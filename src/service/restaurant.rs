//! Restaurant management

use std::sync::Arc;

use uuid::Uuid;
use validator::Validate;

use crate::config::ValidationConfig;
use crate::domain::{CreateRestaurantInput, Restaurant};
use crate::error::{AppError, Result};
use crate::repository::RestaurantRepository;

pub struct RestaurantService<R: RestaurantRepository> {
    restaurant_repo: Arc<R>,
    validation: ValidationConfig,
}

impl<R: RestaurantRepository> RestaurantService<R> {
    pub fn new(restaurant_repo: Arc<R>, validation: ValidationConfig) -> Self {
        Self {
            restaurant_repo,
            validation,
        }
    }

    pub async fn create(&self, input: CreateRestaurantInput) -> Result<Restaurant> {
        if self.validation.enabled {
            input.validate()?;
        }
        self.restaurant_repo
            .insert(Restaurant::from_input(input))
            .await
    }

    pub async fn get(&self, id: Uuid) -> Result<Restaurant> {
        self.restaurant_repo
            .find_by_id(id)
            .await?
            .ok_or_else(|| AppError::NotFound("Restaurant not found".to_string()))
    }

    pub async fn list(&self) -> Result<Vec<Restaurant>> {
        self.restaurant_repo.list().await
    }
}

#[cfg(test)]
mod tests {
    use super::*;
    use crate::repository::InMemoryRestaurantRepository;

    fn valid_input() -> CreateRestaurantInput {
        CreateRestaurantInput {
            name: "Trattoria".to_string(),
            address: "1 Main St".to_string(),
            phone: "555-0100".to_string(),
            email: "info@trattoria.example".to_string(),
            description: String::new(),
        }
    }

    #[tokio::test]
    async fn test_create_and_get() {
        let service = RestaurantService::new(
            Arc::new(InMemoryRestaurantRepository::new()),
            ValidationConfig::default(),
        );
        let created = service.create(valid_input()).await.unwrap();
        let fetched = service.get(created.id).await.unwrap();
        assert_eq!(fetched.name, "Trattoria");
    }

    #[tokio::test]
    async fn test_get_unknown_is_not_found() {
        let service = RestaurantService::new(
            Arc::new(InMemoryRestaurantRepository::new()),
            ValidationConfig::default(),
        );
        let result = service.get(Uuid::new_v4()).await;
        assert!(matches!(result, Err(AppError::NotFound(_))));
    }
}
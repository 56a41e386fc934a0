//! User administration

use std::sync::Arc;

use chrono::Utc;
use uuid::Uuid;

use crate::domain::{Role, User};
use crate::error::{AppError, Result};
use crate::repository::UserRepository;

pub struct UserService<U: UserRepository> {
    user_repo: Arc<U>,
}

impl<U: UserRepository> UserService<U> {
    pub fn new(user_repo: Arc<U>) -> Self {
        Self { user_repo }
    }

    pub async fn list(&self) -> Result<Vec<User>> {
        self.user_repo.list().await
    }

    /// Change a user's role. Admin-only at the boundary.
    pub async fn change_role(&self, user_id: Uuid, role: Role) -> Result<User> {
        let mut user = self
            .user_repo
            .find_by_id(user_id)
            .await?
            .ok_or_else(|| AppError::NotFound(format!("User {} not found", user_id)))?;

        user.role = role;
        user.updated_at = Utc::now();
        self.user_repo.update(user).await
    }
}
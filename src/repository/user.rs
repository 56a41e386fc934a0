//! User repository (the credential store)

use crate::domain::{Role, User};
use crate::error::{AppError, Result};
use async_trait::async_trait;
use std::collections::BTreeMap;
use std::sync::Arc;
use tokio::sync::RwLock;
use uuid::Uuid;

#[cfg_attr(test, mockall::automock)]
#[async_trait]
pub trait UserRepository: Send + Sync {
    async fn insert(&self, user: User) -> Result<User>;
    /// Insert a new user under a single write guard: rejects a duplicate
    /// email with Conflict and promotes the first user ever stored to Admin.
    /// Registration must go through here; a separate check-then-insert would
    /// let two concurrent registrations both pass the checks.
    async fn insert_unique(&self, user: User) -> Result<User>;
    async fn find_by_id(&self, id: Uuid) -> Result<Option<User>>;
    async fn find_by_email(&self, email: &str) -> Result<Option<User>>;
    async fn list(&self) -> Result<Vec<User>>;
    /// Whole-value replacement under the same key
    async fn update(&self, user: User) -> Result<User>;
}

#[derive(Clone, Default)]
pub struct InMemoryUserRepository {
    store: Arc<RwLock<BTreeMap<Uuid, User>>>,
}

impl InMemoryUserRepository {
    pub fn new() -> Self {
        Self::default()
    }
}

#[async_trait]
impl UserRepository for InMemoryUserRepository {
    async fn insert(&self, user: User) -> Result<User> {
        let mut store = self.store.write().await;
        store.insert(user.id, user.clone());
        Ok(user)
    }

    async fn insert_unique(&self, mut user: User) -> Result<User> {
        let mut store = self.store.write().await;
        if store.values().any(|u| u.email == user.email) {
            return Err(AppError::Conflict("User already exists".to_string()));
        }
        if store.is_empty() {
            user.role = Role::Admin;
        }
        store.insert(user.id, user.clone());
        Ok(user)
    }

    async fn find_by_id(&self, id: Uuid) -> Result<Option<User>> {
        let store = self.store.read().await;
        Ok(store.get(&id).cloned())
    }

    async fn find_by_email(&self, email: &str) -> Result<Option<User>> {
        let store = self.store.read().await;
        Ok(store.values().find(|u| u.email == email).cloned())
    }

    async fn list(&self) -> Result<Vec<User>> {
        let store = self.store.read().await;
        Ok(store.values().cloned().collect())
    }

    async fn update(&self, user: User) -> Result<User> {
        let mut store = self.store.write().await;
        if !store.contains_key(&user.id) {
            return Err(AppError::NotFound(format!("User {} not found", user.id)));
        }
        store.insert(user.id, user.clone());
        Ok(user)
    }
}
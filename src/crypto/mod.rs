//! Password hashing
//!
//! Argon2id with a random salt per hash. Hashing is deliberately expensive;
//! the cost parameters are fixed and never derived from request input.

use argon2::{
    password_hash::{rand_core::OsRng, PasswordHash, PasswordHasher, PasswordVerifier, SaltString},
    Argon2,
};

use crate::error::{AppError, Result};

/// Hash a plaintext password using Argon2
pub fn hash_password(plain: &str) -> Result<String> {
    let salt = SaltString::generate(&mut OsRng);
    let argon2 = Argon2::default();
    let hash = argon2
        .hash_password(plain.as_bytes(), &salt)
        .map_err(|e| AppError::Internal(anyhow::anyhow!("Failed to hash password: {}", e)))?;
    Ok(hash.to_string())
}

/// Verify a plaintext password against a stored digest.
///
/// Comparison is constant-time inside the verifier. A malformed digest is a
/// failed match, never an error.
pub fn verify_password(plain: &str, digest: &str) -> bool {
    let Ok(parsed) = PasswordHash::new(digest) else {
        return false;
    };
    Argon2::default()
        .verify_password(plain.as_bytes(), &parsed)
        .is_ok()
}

§ §

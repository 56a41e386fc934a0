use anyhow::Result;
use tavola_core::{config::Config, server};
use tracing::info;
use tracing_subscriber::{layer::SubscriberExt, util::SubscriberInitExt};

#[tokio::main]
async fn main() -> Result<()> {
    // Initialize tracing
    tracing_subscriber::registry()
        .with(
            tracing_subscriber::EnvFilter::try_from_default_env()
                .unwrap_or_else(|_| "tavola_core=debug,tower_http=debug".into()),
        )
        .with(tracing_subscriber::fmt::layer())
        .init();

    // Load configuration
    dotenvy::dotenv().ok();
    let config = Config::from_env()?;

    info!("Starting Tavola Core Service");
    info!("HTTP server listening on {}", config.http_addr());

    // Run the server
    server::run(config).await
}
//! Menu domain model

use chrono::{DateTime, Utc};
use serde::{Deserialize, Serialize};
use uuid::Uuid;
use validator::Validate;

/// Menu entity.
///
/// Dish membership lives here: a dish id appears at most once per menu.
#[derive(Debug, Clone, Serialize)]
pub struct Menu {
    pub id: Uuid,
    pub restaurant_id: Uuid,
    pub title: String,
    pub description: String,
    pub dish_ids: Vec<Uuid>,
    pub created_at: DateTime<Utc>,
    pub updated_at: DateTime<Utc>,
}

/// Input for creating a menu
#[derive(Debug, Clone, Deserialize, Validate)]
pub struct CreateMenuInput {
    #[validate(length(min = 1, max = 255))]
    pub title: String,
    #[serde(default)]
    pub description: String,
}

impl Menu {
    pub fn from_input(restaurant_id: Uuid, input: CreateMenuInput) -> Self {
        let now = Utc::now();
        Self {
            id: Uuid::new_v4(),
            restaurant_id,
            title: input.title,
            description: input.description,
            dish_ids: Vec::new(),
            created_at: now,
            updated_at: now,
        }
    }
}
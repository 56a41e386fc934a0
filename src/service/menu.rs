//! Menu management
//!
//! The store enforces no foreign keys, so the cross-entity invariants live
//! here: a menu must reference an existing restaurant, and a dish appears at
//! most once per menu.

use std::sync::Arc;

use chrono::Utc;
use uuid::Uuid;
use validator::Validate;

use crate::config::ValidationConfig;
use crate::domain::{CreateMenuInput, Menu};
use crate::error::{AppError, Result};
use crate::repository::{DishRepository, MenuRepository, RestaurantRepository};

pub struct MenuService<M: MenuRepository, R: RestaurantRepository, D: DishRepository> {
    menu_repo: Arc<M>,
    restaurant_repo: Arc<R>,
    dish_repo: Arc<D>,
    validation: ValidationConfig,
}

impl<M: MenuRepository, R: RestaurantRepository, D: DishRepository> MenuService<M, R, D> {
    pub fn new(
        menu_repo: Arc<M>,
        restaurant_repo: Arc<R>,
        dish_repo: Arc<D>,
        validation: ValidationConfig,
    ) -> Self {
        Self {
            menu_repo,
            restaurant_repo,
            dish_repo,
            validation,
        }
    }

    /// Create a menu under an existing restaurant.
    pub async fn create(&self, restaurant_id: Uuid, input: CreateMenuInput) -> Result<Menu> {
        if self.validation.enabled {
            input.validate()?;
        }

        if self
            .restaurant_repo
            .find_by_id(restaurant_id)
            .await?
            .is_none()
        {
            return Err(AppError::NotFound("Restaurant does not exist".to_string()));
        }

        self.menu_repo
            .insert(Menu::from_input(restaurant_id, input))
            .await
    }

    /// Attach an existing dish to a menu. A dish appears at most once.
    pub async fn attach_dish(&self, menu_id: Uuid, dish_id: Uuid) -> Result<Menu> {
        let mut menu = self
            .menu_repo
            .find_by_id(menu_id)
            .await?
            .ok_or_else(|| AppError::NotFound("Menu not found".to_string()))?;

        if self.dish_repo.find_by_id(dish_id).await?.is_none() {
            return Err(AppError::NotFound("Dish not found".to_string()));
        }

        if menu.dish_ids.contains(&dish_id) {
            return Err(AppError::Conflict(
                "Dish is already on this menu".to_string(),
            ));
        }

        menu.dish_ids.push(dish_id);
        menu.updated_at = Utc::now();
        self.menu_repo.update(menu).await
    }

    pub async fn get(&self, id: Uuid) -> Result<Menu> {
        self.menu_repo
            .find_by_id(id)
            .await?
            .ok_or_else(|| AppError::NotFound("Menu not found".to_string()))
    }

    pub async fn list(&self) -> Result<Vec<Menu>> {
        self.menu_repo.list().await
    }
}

§ §

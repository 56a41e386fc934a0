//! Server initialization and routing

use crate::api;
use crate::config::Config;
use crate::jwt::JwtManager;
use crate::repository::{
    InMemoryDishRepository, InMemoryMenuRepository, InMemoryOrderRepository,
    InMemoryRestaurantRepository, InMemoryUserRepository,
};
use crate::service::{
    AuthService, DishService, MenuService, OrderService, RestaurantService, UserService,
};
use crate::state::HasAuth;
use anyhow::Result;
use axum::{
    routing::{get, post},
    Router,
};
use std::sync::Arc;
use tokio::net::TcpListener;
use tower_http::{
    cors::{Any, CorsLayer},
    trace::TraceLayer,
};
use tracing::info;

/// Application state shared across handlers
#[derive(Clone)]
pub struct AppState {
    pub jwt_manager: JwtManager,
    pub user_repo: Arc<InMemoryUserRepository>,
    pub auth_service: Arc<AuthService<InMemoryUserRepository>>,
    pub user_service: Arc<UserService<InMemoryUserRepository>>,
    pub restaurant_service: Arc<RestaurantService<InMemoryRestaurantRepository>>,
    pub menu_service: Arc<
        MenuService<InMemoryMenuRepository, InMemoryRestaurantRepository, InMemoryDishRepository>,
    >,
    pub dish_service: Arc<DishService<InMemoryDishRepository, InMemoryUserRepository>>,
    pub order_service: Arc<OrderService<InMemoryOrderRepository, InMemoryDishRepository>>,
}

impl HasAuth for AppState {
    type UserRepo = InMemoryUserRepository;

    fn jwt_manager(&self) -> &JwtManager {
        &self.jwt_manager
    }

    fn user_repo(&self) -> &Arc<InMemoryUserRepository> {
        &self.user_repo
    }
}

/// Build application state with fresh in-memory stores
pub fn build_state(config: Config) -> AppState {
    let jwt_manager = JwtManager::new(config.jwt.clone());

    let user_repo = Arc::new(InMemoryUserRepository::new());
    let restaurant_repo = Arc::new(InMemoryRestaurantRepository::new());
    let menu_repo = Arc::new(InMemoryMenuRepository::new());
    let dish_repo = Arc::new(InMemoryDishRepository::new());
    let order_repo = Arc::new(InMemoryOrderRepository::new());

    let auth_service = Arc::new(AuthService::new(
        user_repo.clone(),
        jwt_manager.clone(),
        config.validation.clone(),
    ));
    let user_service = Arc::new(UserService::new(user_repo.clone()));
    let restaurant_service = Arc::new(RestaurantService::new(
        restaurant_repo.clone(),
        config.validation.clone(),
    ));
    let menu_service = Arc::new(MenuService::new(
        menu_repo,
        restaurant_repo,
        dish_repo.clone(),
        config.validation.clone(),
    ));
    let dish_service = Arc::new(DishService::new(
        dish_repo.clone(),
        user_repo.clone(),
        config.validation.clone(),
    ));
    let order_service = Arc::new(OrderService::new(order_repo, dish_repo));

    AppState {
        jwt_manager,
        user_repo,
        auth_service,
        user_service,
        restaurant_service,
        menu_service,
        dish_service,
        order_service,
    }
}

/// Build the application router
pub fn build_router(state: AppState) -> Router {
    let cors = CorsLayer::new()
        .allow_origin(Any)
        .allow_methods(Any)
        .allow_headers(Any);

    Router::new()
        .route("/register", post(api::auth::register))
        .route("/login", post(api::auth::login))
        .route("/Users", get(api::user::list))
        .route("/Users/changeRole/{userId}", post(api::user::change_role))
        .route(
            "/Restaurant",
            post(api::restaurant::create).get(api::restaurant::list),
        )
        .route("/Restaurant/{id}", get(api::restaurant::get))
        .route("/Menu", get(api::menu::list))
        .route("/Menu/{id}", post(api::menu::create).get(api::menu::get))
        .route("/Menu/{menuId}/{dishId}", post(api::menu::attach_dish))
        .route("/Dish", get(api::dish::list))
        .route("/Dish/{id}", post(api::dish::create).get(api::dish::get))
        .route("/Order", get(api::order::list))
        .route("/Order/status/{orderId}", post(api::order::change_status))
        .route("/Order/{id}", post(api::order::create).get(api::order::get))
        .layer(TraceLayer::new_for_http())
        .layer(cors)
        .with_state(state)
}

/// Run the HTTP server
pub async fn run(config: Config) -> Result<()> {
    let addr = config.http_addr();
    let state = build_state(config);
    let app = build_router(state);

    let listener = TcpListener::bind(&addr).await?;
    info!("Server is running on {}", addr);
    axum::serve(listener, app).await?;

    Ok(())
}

§ §

Transcribe, exactly and without additions, the lines of the records above, beginning with the line that contains "filename src/service/restaurant.rs" and ending with the line that contains "pub async fn create(&self, input: CreateRestaurantInput)", both included.

filename src/service/restaurant.rs
//! Restaurant management

use std::sync::Arc;

use uuid::Uuid;
use validator::Validate;

use crate::config::ValidationConfig;
use crate::domain::{CreateRestaurantInput, Restaurant};
use crate::error::{AppError, Result};
use crate::repository::RestaurantRepository;

pub struct RestaurantService<R: RestaurantRepository> {
    restaurant_repo: Arc<R>,
    validation: ValidationConfig,
}

impl<R: RestaurantRepository> RestaurantService<R> {
    pub fn new(restaurant_repo: Arc<R>, validation: ValidationConfig) -> Self {
        Self {
            restaurant_repo,
            validation,
        }
    }

    pub async fn create(&self, input: CreateRestaurantInput) -> Result<Restaurant> {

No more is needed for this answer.